There are those who will not admit that the methods, the mode of life, the language of our ancestors, permit us to believe that Christ meant personally as much to them as to us. But I have always fell that their heroic sacrifices, their unflinching courage, their unlimited hospitality and ungrudging loyalty, testify just as convincingly to the presence of a vision of the Christ at the bottom of their hearts as do any claims of ours on account of greater intellectual accuracy, or any professions of purer creeds, under whatever names their adherents label themselves.
The only books about religion that I can remember that were any help to me at that period of my life were those of Charles Kingsley, a kinsman of ours and at one time a visitor at our home. There was nothing ‘sissy’ about him. He was a born fighter, a fine naturalist, and loved everything in nature. He was a good sportsman, and his books ‘Westward Ho,’ ‘Hereward the Wake,’ ‘Alton Locke,’ and others featured red-blooded men. He was the first parson to give me the idea that religion made men efficient, or rather did not make them inefficient; or that religion, if you permitted yourself to discuss it, had anything beyond tradition to recommend it. It really was a relief to think that such a trusted authority felt that nobody really ‘knew it all.’ He allowed people to think and to do differently, and yet be Christians. Kingsley was not interested so much in doctrines. To him a Christian was a man who cleaned out the filth in his own back yard himself, and not the man who asked God to keep away typhoid from his house while He himself did nothing. I did not read Kingsley’s sermons. I never read any sermons that I did not have to. But Kingsley’s religion stimulated me.
When the old British Chief was stepping into the font to receive baptism, he asked the ministrant what had become of his ancestors who had faced their last judgment unbaptized. On being told that they had gone to hell, he stood thoughtful for a moment, and then, wrapping his wolfskin cloak around him again, he said simply, ‘I will take my chance with them.’

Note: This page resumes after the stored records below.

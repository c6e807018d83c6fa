//! # Runny Engine
//!
//! Turns an external trigger into a remote execution.
//!
//! ## Flow
//!
//! 1. **Resolve**: an API trigger names its command directly; a webhook
//!    trigger is looked up by UUID in the [`WebhookRegistry`] and then matched
//!    against the catalogue on both name and template.
//! 2. **Fill**: arguments are validated and quoted into the template.
//! 3. **Execute**: the filled line runs once or streams through the
//!    [`RemoteRunner`].
//!
//! [`WebhookRegistry`]: runny_registry::WebhookRegistry
//! [`RemoteRunner`]: runny_remote::RemoteRunner

pub mod dispatch;
pub mod error;
pub mod trigger;

pub use dispatch::{Dispatcher, PreparedCommand};
pub use error::{DispatchError, LookupTarget};
pub use trigger::Trigger;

To departmentalize anything always involves a risk. In religion the danger of losing sight of that conscious personal relationship between God and man which Christ’s very incarnation teaches us should exist, must be kept in mind. But the ideal, especially for childhood, is that it should be accepted unconsciously, like relationship to one's own parents, or a flood digestion. The cumulated common sense of the Anglo-Saxon mind dreads the smug, the religious smug most poignantly of all. I cannot help thinking, more and more the older I grow, that in spite of the fact that Christ was a very silent partner in the life of us English boys at public schools. He was a very real companion of many of us all the same.